_Records for this task_
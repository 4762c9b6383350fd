//! Configuration module - environment variable parsing

use std::env;
use std::net::SocketAddr;
use std::str::FromStr;

/// Application configuration loaded from environment variables
#[derive(Clone, Debug)]
pub struct Config {
    /// Server binding address
    pub server_addr: SocketAddr,
    /// Log level (trace, debug, info, warn, error)
    pub log_level: String,
    /// Allowed client origins for CORS (comma-separated)
    pub client_origin: String,

    /// First score to reach this wins a match
    pub winning_score: u32,
    /// Simulation tick interval in milliseconds (~60 Hz default)
    pub tick_ms: u64,
    /// AI decision cadence in milliseconds
    pub ai_think_ms: u64,
    /// Pause between the ball leaving the field and the re-serve
    pub settle_ms: u64,
    /// Speed added to both ball velocity components per paddle hit;
    /// 0 disables rally acceleration
    pub rally_speedup: f32,
}

impl Config {
    /// Load configuration from environment variables
    pub fn from_env() -> Result<Self, ConfigError> {
        // Hosting platforms provide PORT, fall back to SERVER_ADDR or default
        let server_addr = if let Ok(port) = env::var("PORT") {
            format!("0.0.0.0:{}", port)
        } else {
            env::var("SERVER_ADDR").unwrap_or_else(|_| "0.0.0.0:8080".to_string())
        };

        Ok(Self {
            server_addr: server_addr
                .parse()
                .map_err(|_| ConfigError::InvalidAddress)?,

            log_level: env::var("LOG_LEVEL").unwrap_or_else(|_| "info".to_string()),
            client_origin: env::var("CLIENT_ORIGIN")
                .unwrap_or_else(|_| "http://localhost:3000".to_string()),

            winning_score: parse_var("WINNING_SCORE", 5)?,
            tick_ms: parse_var("TICK_MS", 16)?,
            ai_think_ms: parse_var("AI_THINK_MS", 1000)?,
            settle_ms: parse_var("SETTLE_MS", 1000)?,
            rally_speedup: parse_var("RALLY_SPEEDUP", 0.0)?,
        })
    }
}

fn parse_var<T: FromStr>(name: &'static str, default: T) -> Result<T, ConfigError> {
    match env::var(name) {
        Ok(raw) => raw.parse().map_err(|_| ConfigError::Invalid(name)),
        Err(_) => Ok(default),
    }
}

/// Configuration errors
#[derive(Debug, thiserror::Error)]
pub enum ConfigError {
    #[error("Invalid server address format")]
    InvalidAddress,

    #[error("Invalid value for environment variable: {0}")]
    Invalid(&'static str),
}
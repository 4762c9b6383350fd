//! HTTP route definitions

use axum::{
    extract::State,
    http::{header, Method},
    response::Json,
    routing::get,
    Router,
};
use serde::Serialize;
use tower_http::{compression::CompressionLayer, cors::CorsLayer, trace::TraceLayer};

use crate::app::AppState;
use crate::util::time::uptime_secs;
use crate::ws::handler::{ai_ws_handler, duel_ws_handler, local_ws_handler};

/// Build the application router
pub fn build_router(state: AppState) -> Router {
    // CORS configuration - support multiple origins (comma-separated in CLIENT_ORIGIN)
    let allowed_origins: Vec<header::HeaderValue> = state
        .config
        .client_origin
        .split(',')
        .filter_map(|s| s.trim().parse::<header::HeaderValue>().ok())
        .collect();

    let cors = CorsLayer::new()
        .allow_origin(allowed_origins)
        .allow_methods([Method::GET, Method::OPTIONS])
        .allow_headers([header::AUTHORIZATION, header::CONTENT_TYPE])
        .allow_credentials(true);

    Router::new()
        .route("/health", get(health_handler))
        // Distinct namespaces per room mode so addresses never collide
        .route("/ws/duel/:room_id", get(duel_ws_handler))
        .route("/ws/ai/:room_id", get(ai_ws_handler))
        .route("/ws/local/:room_id", get(local_ws_handler))
        .layer(CompressionLayer::new())
        .layer(TraceLayer::new_for_http())
        .layer(cors)
        .with_state(state)
}

// ============================================================================
// Health endpoint
// ============================================================================

#[derive(Serialize)]
struct HealthResponse {
    status: &'static str,
    uptime_secs: u64,
    active_rooms: usize,
    active_connections: usize,
}

async fn health_handler(State(state): State<AppState>) -> Json<HealthResponse> {
    Json(HealthResponse {
        status: "ok",
        uptime_secs: uptime_secs(),
        active_rooms: state.rooms.active_rooms(),
        active_connections: state.rooms.total_connections(),
    })
}
//! AI opponent: periodic trajectory prediction for the right paddle
//!
//! The controller runs on its own 1-second cadence, decoupled from the
//! physics tick: it only ever writes a target intent, and the paddle glides
//! toward it smoothly every tick via target-seeking movement.

use std::sync::atomic::{AtomicBool, Ordering};
use std::sync::Arc;

use rand::{Rng, SeedableRng};
use rand_chacha::ChaCha8Rng;
use tokio::sync::{mpsc, watch};
use tokio::time::{interval, Duration, MissedTickBehavior};
use tracing::debug;

use super::r#match::RoomCommand;
use super::state::{
    clamp_paddle, StateSnapshot, FIELD_MAX, FIELD_MIN, LEFT_PADDLE_FACE, RIGHT_PADDLE_FACE,
};

/// Uniform noise added to a prediction so play is imperfect
const PREDICTION_NOISE: f32 = 3.0;

/// Chance per decision cycle of deliberately picking a random target
const BLUNDER_CHANCE: f64 = 0.10;

/// Upper bound on simulation steps; past this the prediction is abandoned
/// and the paddle holds position
const MAX_SIM_STEPS: u32 = 10_000;

/// Periodic decision task for an AI room.
///
/// Reads ball kinematics from the tick loop's watch channel and submits a
/// single target intent per cycle through the room command channel.
pub struct AiController {
    state_rx: watch::Receiver<StateSnapshot>,
    commands_tx: mpsc::Sender<RoomCommand>,
    running: Arc<AtomicBool>,
    rng: ChaCha8Rng,
    think_interval: Duration,
}

impl AiController {
    pub fn new(
        state_rx: watch::Receiver<StateSnapshot>,
        commands_tx: mpsc::Sender<RoomCommand>,
        running: Arc<AtomicBool>,
        seed: u64,
        think_interval: Duration,
    ) -> Self {
        Self {
            state_rx,
            commands_tx,
            running,
            rng: ChaCha8Rng::seed_from_u64(seed),
            think_interval,
        }
    }

    pub async fn run(mut self) {
        let mut think = interval(self.think_interval);
        think.set_missed_tick_behavior(MissedTickBehavior::Skip);

        loop {
            think.tick().await;

            if !self.running.load(Ordering::Relaxed) {
                debug!("ai controller stopping");
                break;
            }

            let snapshot = *self.state_rx.borrow();
            if !snapshot.running {
                continue;
            }

            let target = decide_target(&snapshot, &mut self.rng);
            debug!(ai_target = target, "ai target updated");

            if self
                .commands_tx
                .send(RoomCommand::SetAiTarget { target })
                .await
                .is_err()
            {
                // Session is gone; nothing left to steer
                break;
            }
        }
    }
}

/// Choose the next paddle target for the given snapshot.
///
/// Falls back to holding the current paddle position when no deterministic
/// intercept exists; the result is always within the paddle range.
pub fn decide_target(snapshot: &StateSnapshot, rng: &mut ChaCha8Rng) -> f32 {
    if rng.gen_bool(BLUNDER_CHANCE) {
        // Intentional human-like error: anywhere in the paddle range
        return clamp_paddle(rng.gen_range(FIELD_MIN..FIELD_MAX));
    }

    match predict_intercept_y(snapshot) {
        Some(predicted) => {
            let noise = rng.gen_range(-PREDICTION_NOISE..PREDICTION_NOISE);
            clamp_paddle(predicted + noise)
        }
        None => clamp_paddle(snapshot.paddle_right),
    }
}

/// Simulate the ball forward until it reaches the AI paddle plane.
///
/// A ball moving away is first bounced off the left paddle plane, with the
/// y-coordinate reflecting at the field bounds. Returns `None` when the
/// trajectory cannot reach the AI plane (stationary ball, or a rally that
/// will end at the far goal first).
pub fn predict_intercept_y(snapshot: &StateSnapshot) -> Option<f32> {
    let mut x = snapshot.ball_x;
    let mut y = snapshot.ball_y;
    let mut vx = snapshot.ball_vx;
    let mut vy = snapshot.ball_vy;

    if vx == 0.0 {
        return None;
    }

    let mut steps = 0u32;

    // Phase 1: ball heading away; ride it to the left paddle plane and
    // assume a return bounce
    if vx < 0.0 {
        while x > LEFT_PADDLE_FACE {
            x += vx;
            y = reflect_y(y, &mut vy);
            steps += 1;
            if steps > MAX_SIM_STEPS {
                return None;
            }
        }
        vx = vx.abs();
    }

    // Phase 2: heading toward the AI plane
    while x < RIGHT_PADDLE_FACE {
        x += vx;
        y = reflect_y(y, &mut vy);
        steps += 1;
        if steps > MAX_SIM_STEPS {
            return None;
        }
    }

    Some(y)
}

fn reflect_y(y: f32, vy: &mut f32) -> f32 {
    let y = y + *vy;
    if y <= FIELD_MIN {
        *vy = -*vy;
        -y
    } else if y >= FIELD_MAX {
        *vy = -*vy;
        2.0 * FIELD_MAX - y
    } else {
        y
    }
}

#[cfg(test)]
mod tests {
    use assert_approx_eq::assert_approx_eq;
    use rand::SeedableRng;

    use crate::game::state::{MatchState, PADDLE_HALF_HEIGHT};

    use super::*;

    fn snapshot(ball: (f32, f32), vel: (f32, f32)) -> StateSnapshot {
        let mut state = MatchState::new();
        state.ball_x = ball.0;
        state.ball_y = ball.1;
        state.ball_vx = vel.0;
        state.ball_vy = vel.1;
        state.snapshot(true)
    }

    #[test]
    fn straight_ball_is_intercepted_at_its_height() {
        let snap = snapshot((50.0, 42.0), (1.0, 0.0));
        let predicted = predict_intercept_y(&snap).unwrap();
        assert_approx_eq!(predicted, 42.0);
    }

    #[test]
    fn outbound_ball_is_simulated_through_the_return_bounce() {
        // Moving away from the AI: the prediction assumes a bounce off the
        // left paddle plane and still produces an intercept
        let snap = snapshot((50.0, 50.0), (-1.0, 0.0));
        let predicted = predict_intercept_y(&snap).unwrap();
        assert_approx_eq!(predicted, 50.0);
    }

    #[test]
    fn wall_bounces_are_reflected_in_the_prediction() {
        let snap = snapshot((90.0, 98.0), (1.0, 1.0));
        let predicted = predict_intercept_y(&snap).unwrap();
        assert!(
            (FIELD_MIN..=FIELD_MAX).contains(&predicted),
            "prediction {predicted} escaped the field"
        );
    }

    #[test]
    fn stationary_ball_has_no_deterministic_target() {
        let snap = snapshot((50.0, 50.0), (0.0, 0.0));
        assert!(predict_intercept_y(&snap).is_none());
    }

    #[test]
    fn no_prediction_holds_current_paddle_position() {
        let mut snap = snapshot((50.0, 50.0), (0.0, 0.0));
        snap.paddle_right = 63.0;

        // Any non-blunder cycle must hold the paddle exactly where it is;
        // sample several seeds so the 10% blunder roll cannot mask the
        // hold behavior
        let held = (0..20u64).any(|seed| {
            let mut rng = ChaCha8Rng::seed_from_u64(seed);
            decide_target(&snap, &mut rng) == 63.0
        });
        assert!(held, "no seed produced the hold-position target");
    }

    #[test]
    fn targets_stay_within_paddle_range_across_many_cycles() {
        let mut rng = ChaCha8Rng::seed_from_u64(7);
        let snap = snapshot((10.0, 5.0), (1.5, -2.0));

        for _ in 0..500 {
            let target = decide_target(&snap, &mut rng);
            assert!(
                (PADDLE_HALF_HEIGHT..=FIELD_MAX - PADDLE_HALF_HEIGHT).contains(&target),
                "target {target} out of paddle range"
            );
        }
    }
}
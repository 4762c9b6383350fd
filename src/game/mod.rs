//! Game simulation modules

pub mod ai;
pub mod r#match;
pub mod physics;
pub mod state;

pub use r#match::{GameSession, RoomCommand, SessionEnd, SessionSeats};

use uuid::Uuid;

/// A resolved, already-authenticated participant.
/// Supplied by the identity collaborator; the core never validates tokens.
#[derive(Debug, Clone, PartialEq, Eq)]
pub struct Participant {
    pub user_id: Uuid,
    pub handle: String,
}
#[tokio::test]
async fn test_update_changes_only_listed_fields() {
    let store = store();
    let exams = store.repository("Exam", exam_schema(), "exams");
    let created = exams.create(doc! { "name": "Pop Quiz", "score": 99 }).await.unwrap();

    let updated = exams.update(created.id(), doc! { "score": 22 }, false).await.unwrap();
    assert_eq!(updated.get("score"), FieldValue::Set(&Bson::Int32(22)));
    assert_eq!(updated.get("name"), FieldValue::Set(&Bson::String("Pop Quiz".into())));

    let fetched = exams.get(created.id(), false).await.unwrap();
    assert_eq!(fetched, updated);
}

#[tokio::test]
async fn test_update_with_no_fields_returns_record() {
    let store = store();
    let exams = store.repository("Exam", exam_schema(), "exams");
    let created = exams.create(doc! { "name": "Pop Quiz", "score": 99 }).await.unwrap();

    let unchanged = exams.update(created.id(), doc! {}, false).await.unwrap();
    assert_eq!(unchanged.get("score"), FieldValue::Set(&Bson::Int32(99)));
}

#[tokio::test]
async fn test_update_respects_visibility() {
    let store = store();
    let exams = store.repository("Exam", exam_schema(), "exams");
    let created = exams.create(doc! { "name": "Pop Quiz", "score": 99 }).await.unwrap();
    exams.delete(created.id(), false).await.unwrap();

    let err = exams.update(created.id(), doc! { "score": 1 }, false).await.unwrap_err();
    assert!(err.is_not_found());

    let updated = exams.update(created.id(), doc! { "score": 1 }, true).await.unwrap();
    assert_eq!(updated.get("score"), FieldValue::Set(&Bson::Int32(1)));
    assert!(updated.is_deleted());
}

#[tokio::test]
async fn test_validation_errors() {
    let store = store();
    let exams = store.repository("Exam", exam_schema(), "exams");

    assert!(exams.create(doc! { "score": 10 }).await.unwrap_err().is_validation());
    assert!(exams.create(doc! { "name": "Quiz", "score": 101 }).await.unwrap_err().is_validation());
    assert!(exams.create(doc! { "name": "Quiz", "score": "high" }).await.unwrap_err().is_validation());
    assert!(
        exams
            .create(doc! { "_id": ObjectId::new(), "name": "Quiz" })
            .await
            .unwrap_err()
            .is_validation()
    );

    let created = exams.create(doc! { "name": "Quiz", "score": 50 }).await.unwrap();
    assert!(exams.update(created.id(), doc! { "score": -1 }, false).await.unwrap_err().is_validation());
    assert!(
        exams
            .update(created.id(), doc! { "_id": ObjectId::new() }, false)
            .await
            .unwrap_err()
            .is_validation()
    );

    assert_eq!(store.backend().count("exams").await, 1);
}

#[tokio::test]
async fn test_strict_schema_rejects_undeclared_fields() {
    let store = store();
    let exams = store.repository("Exam", exam_schema().strict(true), "exams");

    let err = exams.create(doc! { "name": "Quiz", "grade": "A" }).await.unwrap_err();
    assert!(err.is_validation());

    let created = exams.create(doc! { "name": "Quiz" }).await.unwrap();
    assert!(exams.update(created.id(), doc! { "grade": "A" }, false).await.unwrap_err().is_validation());
    assert!(exams.delete(created.id(), false).await.unwrap());
}
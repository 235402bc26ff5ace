//! Store-native query primitives.
//!
//! This module holds the pieces a backend needs to execute a find: the filter
//! operator vocabulary, sort specifications, and the [`FindRequest`] that the
//! repository hands to a [`StoreBackend`](crate::backend::StoreBackend).
//!
//! Filters are Mongo-shaped BSON documents (`{field: {"$op": value}}`), so a
//! backend either forwards them verbatim or evaluates them itself.
//!
//! # Example
//!
//! ```ignore
//! use docrepo::query::{FindRequest, SortDirection};
//! use bson::doc;
//!
//! let request = FindRequest::builder()
//!     .filter(doc! { "score": { "$gte": 50 } })
//!     .sort("score", SortDirection::Desc)
//!     .limit(10)
//!     .build();
//! ```

use bson::{Bson, Document, doc};
use std::fmt;

use crate::error::{RepositoryError, RepositoryResult};

/// Querystring operator tokens that have no store mapping.
///
/// Pattern matching (`like`, `startswith`, ...), range membership (`between`)
/// and boolean combinators (`and`, `or`, `nor`) are not translated. The lenient
/// resolver downgrades them to equality and logs a warning; the strict resolver
/// rejects them.
pub const UNSUPPORTED_OPERATOR_TOKENS: [&str; 13] = [
    "like",
    "ilike",
    "notlike",
    "notilike",
    "startswith",
    "endswith",
    "match",
    "has",
    "any",
    "between",
    "and",
    "or",
    "nor",
];

/// Store predicate operators reachable from querystring tokens.
#[derive(Debug, Clone, Copy, PartialEq, Eq, Hash)]
pub enum FilterOperator {
    /// `eq` → equals.
    Eq,
    /// `gt` → greater than.
    Gt,
    /// `ge` → greater than or equal.
    Gte,
    /// `in_` → membership in a set.
    In,
    /// `lt` → less than.
    Lt,
    /// `le` → less than or equal.
    Lte,
    /// `ne` → not equal.
    Ne,
    /// `notin_` → not a member of a set.
    NotIn,
    /// `isnot` → logical-not wrapper around an operator expression.
    Not,
    /// `is_` → field existence check.
    Exists,
}

impl FilterOperator {
    /// Resolves a querystring token, defaulting to [`FilterOperator::Eq`] for
    /// anything unrecognized.
    pub fn from_token(token: &str) -> Self {
        match Self::lookup(token) {
            Some(op) => op,
            None => {
                if Self::is_unsupported(token) {
                    tracing::warn!(token, "unsupported filter operator, falling back to equality");
                }
                FilterOperator::Eq
            }
        }
    }

    /// Resolves a querystring token, rejecting unknown and unsupported tokens.
    pub fn try_from_token(token: &str) -> RepositoryResult<Self> {
        Self::lookup(token).ok_or_else(|| RepositoryError::UnsupportedOperator(token.to_string()))
    }

    /// Returns `true` if the token names an operator that is deliberately not translated.
    pub fn is_unsupported(token: &str) -> bool {
        UNSUPPORTED_OPERATOR_TOKENS.contains(&token)
    }

    /// The store predicate symbol for this operator.
    pub fn symbol(&self) -> &'static str {
        match self {
            FilterOperator::Eq => "$eq",
            FilterOperator::Gt => "$gt",
            FilterOperator::Gte => "$gte",
            FilterOperator::In => "$in",
            FilterOperator::Lt => "$lt",
            FilterOperator::Lte => "$lte",
            FilterOperator::Ne => "$ne",
            FilterOperator::NotIn => "$nin",
            FilterOperator::Not => "$not",
            FilterOperator::Exists => "$exists",
        }
    }

    /// Builds the single-key predicate document `{symbol: value}`.
    pub fn predicate(&self, value: impl Into<Bson>) -> Document {
        let value: Bson = value.into();
        doc! { self.symbol(): value }
    }

    fn lookup(token: &str) -> Option<Self> {
        Some(match token {
            "eq" => FilterOperator::Eq,
            "gt" => FilterOperator::Gt,
            "ge" => FilterOperator::Gte,
            "in_" => FilterOperator::In,
            "lt" => FilterOperator::Lt,
            "le" => FilterOperator::Lte,
            "ne" => FilterOperator::Ne,
            "notin_" => FilterOperator::NotIn,
            "isnot" => FilterOperator::Not,
            "is_" => FilterOperator::Exists,
            _ => return None,
        })
    }
}

impl fmt::Display for FilterOperator {
    fn fmt(&self, f: &mut fmt::Formatter<'_>) -> fmt::Result {
        f.write_str(self.symbol())
    }
}

/// Sort direction for query results.
#[derive(Debug, Clone, Copy, PartialEq, Eq, Hash, Default)]
pub enum SortDirection {
    /// Ascending order (A to Z, 0 to 9, earliest to latest).
    #[default]
    Asc,
    /// Descending order (Z to A, 9 to 0, latest to earliest).
    Desc,
}

impl SortDirection {
    /// Resolves a querystring order token: `asc` and `dsc`, anything else is ascending.
    pub fn from_token(token: &str) -> Self {
        match token {
            "dsc" => SortDirection::Desc,
            _ => SortDirection::Asc,
        }
    }

    /// The numeric store encoding, `1` or `-1`.
    pub fn as_i32(&self) -> i32 {
        match self {
            SortDirection::Asc => 1,
            SortDirection::Desc => -1,
        }
    }
}

impl From<i32> for SortDirection {
    fn from(value: i32) -> Self {
        if value < 0 {
            SortDirection::Desc
        } else {
            SortDirection::Asc
        }
    }
}

/// Sort specification for one key of a multi-key ordering.
#[derive(Debug, Clone, PartialEq, Eq)]
pub struct Sort {
    /// The field name to sort by.
    pub field: String,
    /// The sort direction.
    pub direction: SortDirection,
}

impl Sort {
    pub fn new(field: impl Into<String>, direction: SortDirection) -> Self {
        Self { field: field.into(), direction }
    }

    pub fn asc(field: impl Into<String>) -> Self {
        Self::new(field, SortDirection::Asc)
    }

    pub fn desc(field: impl Into<String>) -> Self {
        Self::new(field, SortDirection::Desc)
    }
}

impl<S: Into<String>> From<(S, i32)> for Sort {
    fn from((field, direction): (S, i32)) -> Self {
        Sort::new(field, SortDirection::from(direction))
    }
}

impl<S: Into<String>> From<(S, SortDirection)> for Sort {
    fn from((field, direction): (S, SortDirection)) -> Self {
        Sort::new(field, direction)
    }
}

/// A fully composed find against one collection.
///
/// The repository builds this after merging the soft-delete predicate into the
/// caller's filters; backends execute it as-is.
#[derive(Debug, Clone, Default, PartialEq)]
pub struct FindRequest {
    /// Store-native filter document.
    pub filter: Document,
    /// Ordered sort keys, primary first.
    pub sort: Vec<Sort>,
    /// Number of matching documents to skip.
    pub skip: u64,
    /// Maximum number of documents to return, `None` for unbounded. Backends
    /// also treat `Some(0)` as unbounded.
    pub limit: Option<u64>,
    /// Fields to include. Empty means all fields.
    pub projection: Vec<String>,
}

impl FindRequest {
    pub fn new(filter: Document) -> Self {
        Self { filter, ..Default::default() }
    }

    pub fn builder() -> FindRequestBuilder {
        FindRequestBuilder::new()
    }

    /// The ordered sort document, `{field: 1 | -1, ...}`, or `None` when unsorted.
    pub fn sort_document(&self) -> Option<Document> {
        if self.sort.is_empty() {
            return None;
        }

        Some(
            self.sort
                .iter()
                .map(|sort| (sort.field.clone(), Bson::Int32(sort.direction.as_i32())))
                .collect()
        )
    }

    /// The inclusion projection document, `{field: 1, ...}`, or `None` for all fields.
    pub fn projection_document(&self) -> Option<Document> {
        if self.projection.is_empty() {
            return None;
        }

        Some(
            self.projection
                .iter()
                .map(|field| (field.clone(), Bson::Int32(1)))
                .collect()
        )
    }
}

#[derive(Debug, Clone, Default)]
pub struct FindRequestBuilder {
    request: FindRequest,
}

impl FindRequestBuilder {
    pub fn new() -> Self {
        Self::default()
    }

    pub fn filter(mut self, filter: Document) -> Self {
        self.request.filter = filter;
        self
    }

    /// Appends a sort key after any already present.
    pub fn sort(mut self, field: impl Into<String>, direction: SortDirection) -> Self {
        self.request.sort.push(Sort::new(field, direction));
        self
    }

    pub fn skip(mut self, skip: u64) -> Self {
        self.request.skip = skip;
        self
    }

    /// Caps the result count. `0` means unbounded.
    pub fn limit(mut self, limit: u64) -> Self {
        self.request.limit = (limit > 0).then_some(limit);
        self
    }

    pub fn projection<I, S>(mut self, fields: I) -> Self
    where
        I: IntoIterator<Item = S>,
        S: Into<String>,
    {
        self.request.projection = fields.into_iter().map(Into::into).collect();
        self
    }

    pub fn build(self) -> FindRequest {
        self.request
    }
}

_Your task_
Search the data above for the word "RepositoryResult" and show every line that has it.

_Answer to this exercise_
use crate::error::{RepositoryError, RepositoryResult};
    pub fn try_from_token(token: &str) -> RepositoryResult<Self> {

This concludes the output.